Read the following extract to answer question.
A friend of mine who is an orchestral conductor was asking me (early in our acquaintance) about what I did for a living. When I told him that apart from other activities, I wrote books about how to teach English he said ‘Books in the plural? Surely once you’ve written one, there’s nothing more to say!’ I wanted to reply that he had just argued himself out of a job (I mean, how many performances of Beethoven symphonies have there been in the twenty-first century alone?), but someone else laughed at his question, another musician made a different comment, the conversation moved on, and so Martin-the-conductor’s flippant enquiry evaporated in the convivial atmosphere of a British pub.
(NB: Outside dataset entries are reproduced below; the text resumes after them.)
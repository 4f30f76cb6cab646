//! Persisted row types shared by the tenant gate and the engines.

use chrono::{DateTime, Utc};
use serde::{Deserialize, Serialize};
use uuid::Uuid;

use crate::config::Plan;

/// Semantic role of an address.
#[derive(Debug, Clone, Copy, PartialEq, Eq, Hash, Serialize, Deserialize)]
#[serde(rename_all = "lowercase")]
pub enum EntityKind {
    Dex,
    Bridge,
    Lending,
    Mixer,
    Sanctioned,
    Wallet,
    Pool,
}

impl EntityKind {
    pub fn as_str(&self) -> &'static str {
        match self {
            EntityKind::Dex => "dex",
            EntityKind::Bridge => "bridge",
            EntityKind::Lending => "lending",
            EntityKind::Mixer => "mixer",
            EntityKind::Sanctioned => "sanctioned",
            EntityKind::Wallet => "wallet",
            EntityKind::Pool => "pool",
        }
    }

    pub fn parse(s: &str) -> Option<EntityKind> {
        match s {
            "dex" => Some(EntityKind::Dex),
            "bridge" => Some(EntityKind::Bridge),
            "lending" => Some(EntityKind::Lending),
            "mixer" => Some(EntityKind::Mixer),
            "sanctioned" => Some(EntityKind::Sanctioned),
            "wallet" => Some(EntityKind::Wallet),
            "pool" => Some(EntityKind::Pool),
            _ => None,
        }
    }
}

/// Risk band derived from a 0-100 score: <25 low, <50 medium, <75 high,
/// else critical.
#[derive(Debug, Clone, Copy, PartialEq, Eq, Serialize, Deserialize)]
#[serde(rename_all = "lowercase")]
pub enum RiskLevel {
    Low,
    Medium,
    High,
    Critical,
}

impl RiskLevel {
    pub fn from_score(score: u8) -> RiskLevel {
        match score {
            0..=24 => RiskLevel::Low,
            25..=49 => RiskLevel::Medium,
            50..=74 => RiskLevel::High,
            _ => RiskLevel::Critical,
        }
    }

    pub fn as_str(&self) -> &'static str {
        match self {
            RiskLevel::Low => "low",
            RiskLevel::Medium => "medium",
            RiskLevel::High => "high",
            RiskLevel::Critical => "critical",
        }
    }
}

/// A known or observed on-chain entity. Mutated only by the registry and
/// the risk engine.
#[derive(Debug, Clone, Serialize, Deserialize)]
pub struct Entity {
    pub address: String,
    pub entity_kind: EntityKind,
    pub name: Option<String>,
    pub risk_level: RiskLevel,
    pub risk_score: u8,
    pub metadata: serde_json::Value,
}

/// Flag severity attached to a risk assessment.
#[derive(Debug, Clone, Copy, PartialEq, Eq, Serialize, Deserialize)]
#[serde(rename_all = "lowercase")]
pub enum FlagSeverity {
    Warning,
    Critical,
}

/// One positive risk check.
#[derive(Debug, Clone, Serialize, Deserialize)]
pub struct RiskFlag {
    pub flag_type: String,
    pub severity: FlagSeverity,
    pub description: String,
    pub details: serde_json::Value,
}

/// Account status of a tenant user.
#[derive(Debug, Clone, Copy, PartialEq, Eq, Serialize, Deserialize)]
#[serde(rename_all = "lowercase")]
pub enum AccountStatus {
    Active,
    Cancelled,
    Expired,
}

impl AccountStatus {
    pub fn as_str(&self) -> &'static str {
        match self {
            AccountStatus::Active => "active",
            AccountStatus::Cancelled => "cancelled",
            AccountStatus::Expired => "expired",
        }
    }

    pub fn parse(s: &str) -> Option<AccountStatus> {
        match s {
            "active" => Some(AccountStatus::Active),
            "cancelled" => Some(AccountStatus::Cancelled),
            "expired" => Some(AccountStatus::Expired),
            _ => None,
        }
    }
}

#[derive(Debug, Clone, Serialize, Deserialize)]
pub struct User {
    pub id: Uuid,
    /// Canonical lowercase
    pub email: String,
    pub full_name: Option<String>,
    pub company_name: Option<String>,
    pub plan: Plan,
    pub status: AccountStatus,
    /// Opaque marketplace id; unique when present
    pub external_user_id: Option<String>,
    pub created_at: DateTime<Utc>,
    pub last_login_at: Option<DateTime<Utc>>,
}

/// At most one active subscription exists per user.
#[derive(Debug, Clone, Serialize, Deserialize)]
pub struct Subscription {
    pub id: Uuid,
    pub user_id: Uuid,
    pub plan: Plan,
    pub monthly_quota: i64,
    pub rate_limit_per_minute: u32,
    pub current_usage: i64,
    pub billing_period_start: DateTime<Utc>,
    pub billing_period_end: DateTime<Utc>,
    pub status: AccountStatus,
    pub price_cents: i64,
    pub cancelled_at: Option<DateTime<Utc>>,
}

/// Hashed API key row. The raw key is never persisted.
#[derive(Debug, Clone, Serialize, Deserialize)]
pub struct ApiKeyRecord {
    pub id: Uuid,
    pub user_id: Uuid,
    /// hex(HMAC-SHA256(server salt, raw key))
    pub key_hash: String,
    /// First 16 chars of the raw key, for display
    pub key_prefix: String,
    pub name: Option<String>,
    pub active: bool,
    pub total_calls: i64,
    pub created_at: DateTime<Utc>,
    pub revoked_at: Option<DateTime<Utc>>,
    pub expires_at: Option<DateTime<Utc>>,
    pub last_used_at: Option<DateTime<Utc>>,
}

/// Append-only webhook audit row.
#[derive(Debug, Clone, Serialize, Deserialize)]
pub struct WebhookEventRecord {
    pub id: Uuid,
    pub source: String,
    pub event_type: String,
    pub payload: serde_json::Value,
    pub received_at: DateTime<Utc>,
    pub processed: bool,
    pub processed_at: Option<DateTime<Utc>>,
    pub error_message: Option<String>,
}

/// One authorized API call, appended asynchronously after the response.
#[derive(Debug, Clone, Serialize, Deserialize)]
pub struct ApiUsageLog {
    pub user_id: Uuid,
    pub api_key_id: Uuid,
    pub endpoint: String,
    pub method: String,
    pub status_code: u16,
    pub response_time_ms: u64,
    pub user_agent: Option<String>,
    pub ip_address: Option<String>,
    pub request_id: String,
    pub timestamp: DateTime<Utc>,
}

/// Joined authentication context for one key lookup.
#[derive(Debug, Clone)]
pub struct AuthContext {
    pub user: User,
    pub subscription: Subscription,
    pub api_key: ApiKeyRecord,
}
//! Service configuration and the startup environment contract.
//!
//! Every deployment-critical variable is validated once at startup; a
//! broken contract refuses to start the process rather than degrading
//! silently at request time. The only optional piece is the KV host,
//! which downgrades the cache to a no-op.

use anyhow::{anyhow, bail, Result};
use std::env;

use crate::security::validate_secret;

/// Placeholder salts shipped in sample env files. Startup refuses them.
const PLACEHOLDER_SECRETS: &[&str] = &[
    "changeme",
    "change-me-in-production",
    "your-secret-here",
    "placeholder",
];

/// Minimum length for salts, admin keys and webhook secrets.
pub const MIN_SECRET_LEN: usize = 32;

/// Subscription plan identifiers.
#[derive(Debug, Clone, Copy, PartialEq, Eq, Hash, serde::Serialize, serde::Deserialize)]
#[serde(rename_all = "lowercase")]
pub enum Plan {
    Starter,
    Pro,
    Enterprise,
}

impl Plan {
    pub fn as_str(&self) -> &'static str {
        match self {
            Plan::Starter => "starter",
            Plan::Pro => "pro",
            Plan::Enterprise => "enterprise",
        }
    }

    pub fn parse(s: &str) -> Option<Plan> {
        match s.to_ascii_lowercase().as_str() {
            "starter" => Some(Plan::Starter),
            "pro" => Some(Plan::Pro),
            "enterprise" => Some(Plan::Enterprise),
            _ => None,
        }
    }
}

/// Quota, rate and price for one subscription plan.
#[derive(Debug, Clone, Copy)]
pub struct PlanLimits {
    /// Requests allowed per billing month
    pub monthly_quota: i64,
    /// Requests allowed per minute per API key
    pub rate_limit_per_minute: u32,
    /// Monthly price in cents
    pub price_cents: i64,
}

/// Authoritative plan catalog.
pub fn plan_limits(plan: Plan) -> PlanLimits {
    match plan {
        Plan::Starter => PlanLimits {
            monthly_quota: 1_000,
            rate_limit_per_minute: 10,
            price_cents: 1_000,
        },
        Plan::Pro => PlanLimits {
            monthly_quota: 10_000,
            rate_limit_per_minute: 60,
            price_cents: 5_000,
        },
        Plan::Enterprise => PlanLimits {
            monthly_quota: 100_000,
            rate_limit_per_minute: 600,
            price_cents: 20_000,
        },
    }
}

/// Runtime configuration resolved from the environment.
#[derive(Debug, Clone)]
pub struct Config {
    /// Enhanced-RPC provider API key
    pub upstream_api_key: String,
    /// Base URL for JSON-RPC calls
    pub upstream_rpc_url: String,
    /// Base URL for the enhanced-transactions API
    pub upstream_api_url: String,
    /// Postgres connection string
    pub database_url: String,
    /// Redis connection string; None downgrades the cache to no-op
    pub redis_url: Option<String>,
    /// Server salt for API-key hashing (HMAC-SHA256 key)
    pub api_key_salt: String,
    /// Admin key for the external training surface; validated, held only
    pub admin_api_key: String,
    /// Shared secret for marketplace webhook signatures
    pub webhook_secret: String,
    /// Base URL of the intent-inference service
    pub intent_service_url: String,
    /// Comma-separated CORS origin allow-list (required in production)
    pub allowed_origins: Vec<String>,
    /// true when ENVIRONMENT=production
    pub production: bool,
    /// HTTP listen port
    pub port: u16,
}

impl Config {
    /// Resolve and validate the full environment contract.
    ///
    /// # Errors
    /// Any missing required variable, an undersized or placeholder secret,
    /// or a production deployment without an origin allow-list.
    pub fn from_env() -> Result<Self> {
        let upstream_api_key = require("HELIUS_API_KEY")?;
        let database_url = require("DATABASE_URL")?;

        let api_key_salt = require("API_KEY_SALT")?;
        validate_secret("API_KEY_SALT", &api_key_salt, MIN_SECRET_LEN, PLACEHOLDER_SECRETS)?;
        let admin_api_key = require("ADMIN_API_KEY")?;
        validate_secret("ADMIN_API_KEY", &admin_api_key, MIN_SECRET_LEN, PLACEHOLDER_SECRETS)?;
        let webhook_secret = require("APIX_WEBHOOK_SECRET")?;
        validate_secret(
            "APIX_WEBHOOK_SECRET",
            &webhook_secret,
            MIN_SECRET_LEN,
            PLACEHOLDER_SECRETS,
        )?;

        let production = env::var("ENVIRONMENT")
            .map(|v| v.eq_ignore_ascii_case("production"))
            .unwrap_or(false);

        let allowed_origins: Vec<String> = env::var("ALLOWED_ORIGINS")
            .ok()
            .map(|v| {
                v.split(',')
                    .map(|s| s.trim().to_string())
                    .filter(|s| !s.is_empty())
                    .collect()
            })
            .unwrap_or_default();
        if production && allowed_origins.is_empty() {
            bail!("ALLOWED_ORIGINS must be set in production");
        }

        let port = env::var("PORT")
            .ok()
            .map(|v| v.parse::<u16>())
            .transpose()
            .map_err(|e| anyhow!("PORT is not a valid port number: {}", e))?
            .unwrap_or(3000);

        let upstream_rpc_url = env::var("HELIUS_RPC_URL")
            .unwrap_or_else(|_| "https://mainnet.helius-rpc.com".to_string());
        let upstream_api_url = env::var("HELIUS_API_URL")
            .unwrap_or_else(|_| "https://api.helius.xyz".to_string());
        let intent_service_url = env::var("INTENT_SERVICE_URL")
            .unwrap_or_else(|_| "http://localhost:8000".to_string());

        Ok(Self {
            upstream_api_key,
            upstream_rpc_url,
            upstream_api_url,
            database_url,
            redis_url: env::var("REDIS_URL").ok().filter(|v| !v.is_empty()),
            api_key_salt,
            admin_api_key,
            webhook_secret,
            intent_service_url,
            allowed_origins,
            production,
            port,
        })
    }
}

fn require(name: &str) -> Result<String> {
    env::var(name)
        .map_err(|_| anyhow!("{} must be set", name))
        .and_then(|v| {
            if v.trim().is_empty() {
                Err(anyhow!("{} must not be empty", name))
            } else {
                Ok(v)
            }
        })
}

#[cfg(test)]
mod tests {
    use super::*;

    #[test]
    fn plan_catalog_quotas() {
        assert_eq!(plan_limits(Plan::Starter).monthly_quota, 1_000);
        assert_eq!(plan_limits(Plan::Pro).monthly_quota, 10_000);
        assert_eq!(plan_limits(Plan::Enterprise).monthly_quota, 100_000);
        assert_eq!(plan_limits(Plan::Enterprise).rate_limit_per_minute, 600);
    }

    #[test]
    fn plan_parse_is_case_insensitive() {
        assert_eq!(Plan::parse("PRO"), Some(Plan::Pro));
        assert_eq!(Plan::parse("starter"), Some(Plan::Starter));
        assert_eq!(Plan::parse("gold"), None);
    }
}
impl UpstreamClient {
    pub fn new(
        rpc_url: impl Into<String>,
        api_url: impl Into<String>,
        api_key: impl Into<String>,
        cache: KvCache,
    ) -> Self {
        Self {
            http: reqwest::Client::new(),
            rpc_url: rpc_url.into(),
            api_url: api_url.into(),
            api_key: api_key.into(),
            cache,
            breaker: Arc::new(CircuitBreaker::new()),
        }
    }

    pub fn breaker(&self) -> Arc<CircuitBreaker> {
        Arc::clone(&self.breaker)
    }

    /// Liveness probe against the RPC endpoint.
    pub async fn probe_health(&self) -> bool {
        let result = self
            .guarded(HEALTH_TIMEOUT, || {
                self.rpc_call::<String>("getHealth", serde_json::json!([]))
            })
            .await;
        matches!(result, Ok(Some(ref s)) if s == "ok")
    }

    /// Resolve one transaction. Returns `None` for a signature the chain
    /// does not know (negative-cached), the parsed transaction otherwise.
    pub async fn get_transaction(
        &self,
        signature: &str,
    ) -> Result<Option<ParsedTransaction>, UpstreamError> {
        let cache_key = format!("tx:{}", signature);
        match self.cache.get_json::<ParsedTransaction>(&cache_key).await {
            CacheHit::Value(tx) => return Ok(Some(tx)),
            CacheHit::Negative => return Ok(None),
            CacheHit::Miss => {}
        }

        let params = serde_json::json!([
            signature,
            {"encoding": "jsonParsed", "maxSupportedTransactionVersion": 0}
        ]);
        let result = self
            .guarded(TX_TIMEOUT, || {
                self.rpc_call::<types::RpcTransaction>("getTransaction", params.clone())
            })
            .await?;

        match result {
            Some(raw) => {
                let parsed = raw.into_parsed();
                self.cache.set_json(&cache_key, &parsed, TX_CACHE_TTL).await;
                Ok(Some(parsed))
            }
            None => {
                self.cache.set_negative(&cache_key, TX_CACHE_TTL).await;
                Ok(None)
            }
        }
    }

    /// Walk an address's transaction history, paginating under the hood.
    /// Returns at most `opts.limit` transactions.
    pub async fn get_address_transactions(
        &self,
        address: &str,
        opts: HistoryOpts,
    ) -> Result<Vec<ParsedTransaction>, UpstreamError> {
        let limit = opts.limit.max(1);
        let signatures = self
            .fetch_signatures(address, limit, opts.before.clone(), opts.until.clone())
            .await?;

        let mut transactions = Vec::with_capacity(signatures.len());
        for batch in signatures.chunks(TX_BATCH_SIZE) {
            let fetched = futures::future::join_all(
                batch.iter().map(|sig| self.get_transaction(sig)),
            )
            .await;
            for result in fetched {
                if let Some(tx) = result? {
                    transactions.push(tx);
                }
            }
            if transactions.len() >= limit {
                break;
            }
        }
        transactions.truncate(limit);
        Ok(transactions)
    }

    /// Token transfers of `token_mint` touching `address`, flattened from
    /// the enhanced history and converted to exact raw amounts.
    pub async fn get_token_transfers(
        &self,
        address: &str,
        token_mint: &str,
        limit: usize,
    ) -> Result<Vec<Transfer>, UpstreamError> {
        let cache_key = format!("transfers:{}:{}:{}", address, token_mint, limit);
        if let CacheHit::Value(transfers) = self.cache.get_json::<Vec<Transfer>>(&cache_key).await {
            return Ok(transfers);
        }

        let transfers = self
            .collect_transfers_for_address(address, token_mint, limit)
            .await?;

        self.cache
            .set_json(&cache_key, &transfers, TRANSFERS_CACHE_TTL)
            .await;
        Ok(transfers)
    }

    /// Recent activity for a token mint. Two-pass: the mint's own
    /// signature history first; if that yields nothing, the histories of
    /// the owners of the top three largest token accounts.
    pub async fn get_recent_token_activity(
        &self,
        token_mint: &str,
        limit: usize,
    ) -> Result<Vec<Transfer>, UpstreamError> {
        let cache_key = format!("activity:{}:{}", token_mint, limit);
        if let CacheHit::Value(transfers) = self.cache.get_json::<Vec<Transfer>>(&cache_key).await {
            return Ok(transfers);
        }

        let mut transfers = self.activity_from_mint_history(token_mint, limit).await?;

        if transfers.is_empty() {
            debug!(mint = %token_mint, "mint history empty, falling back to largest holders");
            transfers = self.activity_from_largest_holders(token_mint, limit).await?;
        }

        transfers.sort_by(|a, b| b.block_time.cmp(&a.block_time));
        transfers.truncate(limit);

        self.cache
            .set_json(&cache_key, &transfers, ACTIVITY_CACHE_TTL)
            .await;
        Ok(transfers)
    }

    /// Batch-resolve signatures through the enhanced endpoint, in the
    /// provider's batch-size chunks.
    pub async fn get_enhanced_transactions(
        &self,
        signatures: &[String],
    ) -> Result<Vec<EnhancedTransaction>, UpstreamError> {
        let mut transactions = Vec::with_capacity(signatures.len());
        for batch in signatures.chunks(TX_BATCH_SIZE) {
            transactions.extend(self.fetch_enhanced_batch(batch).await?);
        }
        Ok(transactions)
    }

    // -- internals ----------------------------------------------------------

    /// Primary pass: page signatures for the mint, batch-resolve through
    /// the enhanced endpoint, classify each transaction once and emit one
    /// transfer per matching token movement.
    async fn activity_from_mint_history(
        &self,
        token_mint: &str,
        limit: usize,
    ) -> Result<Vec<Transfer>, UpstreamError> {
        let signatures = self.fetch_signatures(token_mint, limit, None, None).await?;

        let mut transfers = Vec::new();
        for batch in signatures.chunks(TX_BATCH_SIZE) {
            let enhanced = self.fetch_enhanced_batch(batch).await?;
            for tx in &enhanced {
                transfers.extend(classifier::transfers_for_mint(tx, token_mint));
            }
            if transfers.len() >= limit {
                break;
            }
        }
        Ok(transfers)
    }

    /// Fallback pass: largest token accounts resolved to their owners,
    /// each owner's enhanced history walked, de-duplicated by
    /// (signature, from_address).
    async fn activity_from_largest_holders(
        &self,
        token_mint: &str,
        limit: usize,
    ) -> Result<Vec<Transfer>, UpstreamError> {
        let largest = self
            .guarded(TX_TIMEOUT, || {
                self.rpc_call::<types::RpcTokenLargestAccounts>(
                    "getTokenLargestAccounts",
                    serde_json::json!([token_mint]),
                )
            })
            .await?;
        let Some(largest) = largest else {
            return Ok(Vec::new());
        };

        let mut transfers: Vec<Transfer> = Vec::new();
        let mut seen: HashSet<(String, String)> = HashSet::new();

        for account in largest.value.iter().take(FALLBACK_TOP_ACCOUNTS) {
            let Some(owner) = self.resolve_token_account_owner(&account.address).await? else {
                continue;
            };
            let owner_transfers = self
                .collect_transfers_for_address(&owner, token_mint, limit)
                .await?;
            for transfer in owner_transfers {
                let key = (transfer.signature.clone(), transfer.from_address.clone());
                if seen.insert(key) {
                    transfers.push(transfer);
                }
            }
        }
        Ok(transfers)
    }

    async fn resolve_token_account_owner(
        &self,
        token_account: &str,
    ) -> Result<Option<String>, UpstreamError> {
        let info = self
            .guarded(TX_TIMEOUT, || {
                self.rpc_call::<types::RpcAccountInfo>(
                    "getAccountInfo",
                    serde_json::json!([token_account, {"encoding": "jsonParsed"}]),
                )
            })
            .await?;
        Ok(info
            .and_then(|i| i.value)
            .and_then(|v| v.token_account_owner()))
    }

    /// Enhanced-history walk for one address, classifying per transaction
    /// and keeping transfers of the requested mint.
    async fn collect_transfers_for_address(
        &self,
        address: &str,
        token_mint: &str,
        limit: usize,
    ) -> Result<Vec<Transfer>, UpstreamError> {
        let mut transfers = Vec::new();
        let mut before: Option<String> = None;

        loop {
            let page = self.fetch_enhanced_history(address, before.clone()).await?;
            if page.is_empty() {
                break;
            }
            before = page.last().map(|tx| tx.signature.clone());

            for tx in &page {
                transfers.extend(classifier::transfers_for_mint(tx, token_mint));
            }
            if transfers.len() >= limit || page.len() < HISTORY_PAGE_SIZE {
                break;
            }
        }
        transfers.truncate(limit);
        Ok(transfers)
    }

    async fn fetch_signatures(
        &self,
        address: &str,
        limit: usize,
        before: Option<String>,
        until: Option<String>,
    ) -> Result<Vec<String>, UpstreamError> {
        let mut signatures = Vec::with_capacity(limit);
        let mut cursor = before;

        while signatures.len() < limit {
            let page_size = (limit - signatures.len()).min(SIGNATURE_PAGE_SIZE);
            let mut params = serde_json::json!({"limit": page_size});
            if let Some(ref b) = cursor {
                params["before"] = serde_json::json!(b);
            }
            if let Some(ref u) = until {
                params["until"] = serde_json::json!(u);
            }

            let page = self
                .guarded(HISTORY_TIMEOUT, || {
                    self.rpc_call::<Vec<types::RpcSignatureInfo>>(
                        "getSignaturesForAddress",
                        serde_json::json!([address, params]),
                    )
                })
                .await?
                .unwrap_or_default();
            if page.is_empty() {
                break;
            }

            let page_len = page.len();
            cursor = page.last().map(|s| s.signature.clone());
            signatures.extend(
                page.into_iter()
                    .filter(|s| s.err.is_none() || s.err.as_ref().is_some_and(|e| e.is_null()))
                    .map(|s| s.signature),
            );
            if page_len < page_size {
                break;
            }
        }
        signatures.truncate(limit);
        Ok(signatures)
    }

    async fn fetch_enhanced_batch(
        &self,
        signatures: &[String],
    ) -> Result<Vec<EnhancedTransaction>, UpstreamError> {
        if signatures.is_empty() {
            return Ok(Vec::new());
        }
        let url = format!("{}/v0/transactions?api-key={}", self.api_url, self.api_key);
        let body = serde_json::json!({"transactions": signatures});
        self.guarded(TX_TIMEOUT, || self.enhanced_post(&url, body.clone()))
            .await
    }

    async fn fetch_enhanced_history(
        &self,
        address: &str,
        before: Option<String>,
    ) -> Result<Vec<EnhancedTransaction>, UpstreamError> {
        let mut url = format!(
            "{}/v0/addresses/{}/transactions?api-key={}&limit={}",
            self.api_url, address, self.api_key, HISTORY_PAGE_SIZE
        );
        if let Some(b) = before {
            url.push_str(&format!("&before={}", b));
        }
        self.guarded(HISTORY_TIMEOUT, || self.enhanced_get(url.clone()))
            .await
    }

    async fn enhanced_get(&self, url: String) -> Result<Vec<EnhancedTransaction>, UpstreamError> {
        let response = self
            .http
            .get(&url)
            .send()
            .await
            .map_err(|_| UpstreamError::Unavailable)?;
        Self::decode_enhanced(response).await
    }

    async fn enhanced_post(
        &self,
        url: &str,
        body: serde_json::Value,
    ) -> Result<Vec<EnhancedTransaction>, UpstreamError> {
        let response = self
            .http
            .post(url)
            .json(&body)
            .send()
            .await
            .map_err(|_| UpstreamError::Unavailable)?;
        Self::decode_enhanced(response).await
    }

    async fn decode_enhanced(
        response: reqwest::Response,
    ) -> Result<Vec<EnhancedTransaction>, UpstreamError> {
        if response.status().as_u16() == 429 {
            return Err(UpstreamError::RateLimited);
        }
        if !response.status().is_success() {
            return Err(UpstreamError::Unavailable);
        }
        response
            .json::<Vec<EnhancedTransaction>>()
            .await
            .map_err(|e| UpstreamError::BadResponse(e.to_string()))
    }

    async fn rpc_call<T: DeserializeOwned>(
        &self,
        method: &str,
        params: serde_json::Value,
    ) -> Result<Option<T>, UpstreamError> {
        let url = format!("{}/?api-key={}", self.rpc_url, self.api_key);
        let request = serde_json::json!({
            "jsonrpc": "2.0",
            "id": 1,
            "method": method,
            "params": params,
        });

        let response = self
            .http
            .post(&url)
            .json(&request)
            .send()
            .await
            .map_err(|_| UpstreamError::Unavailable)?;

        if response.status().as_u16() == 429 {
            return Err(UpstreamError::RateLimited);
        }
        if !response.status().is_success() {
            return Err(UpstreamError::Unavailable);
        }

        let payload: types::RpcResponse<T> = response
            .json()
            .await
            .map_err(|e| UpstreamError::BadResponse(e.to_string()))?;

        if let Some(err) = payload.error {
            warn!(method = %method, code = err.code, "rpc error from upstream");
            return Err(UpstreamError::BadResponse(format!(
                "rpc error {}: {}",
                err.code, err.message
            )));
        }
        Ok(payload.result)
    }

    /// Wrap an operation in the retry policy and the circuit breaker.
    async fn guarded<F, Fut, T>(
        &self,
        attempt_timeout: Duration,
        op: F,
    ) -> Result<T, UpstreamError>
    where
        F: Fn() -> Fut,
        Fut: std::future::Future<Output = Result<T, UpstreamError>>,
    {
        self.breaker.check().await?;
        let result = retry::with_retry(attempt_timeout, op).await;
        match &result {
            Ok(_) | Err(UpstreamError::BadResponse(_)) => self.breaker.record_success().await,
            Err(_) => self.breaker.record_failure().await,
        }
        result
    }
}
But his question was a good one. Surely we know how to teach languages? After all, people have been doing it successfully for two thousand years or more, and some aspects of teaching in the past have probably not changed that much. But other things have, and continue to change. Which is (I suppose) why every time I re-examine past assumptions about teaching, I find myself questioning and reinterpreting things I thought were fixed. And of course, I am not alone in this. We all do it all the time – or at least we do if we haven’t closed our minds off from the possibility of change and renewal.
Language teaching, perhaps more than many other activities, reflects the times it takes place in. Language is about communication, after all, and perhaps that is why philosophies and techniques for learning languages seem to develop and change in tune with the societies which give rise to them. Teaching and learning are very human activities; they are social just as much as they are (in our case) linguistic.
But it’s not just society that changes and evolves. The last decades have seen what feels like unprecedented technological change. The Internet has seen to that, and other educational technology has not lagged behind. And it’s exciting stuff. I’ve tried to reflect that excitement and newness in parts of this new edition.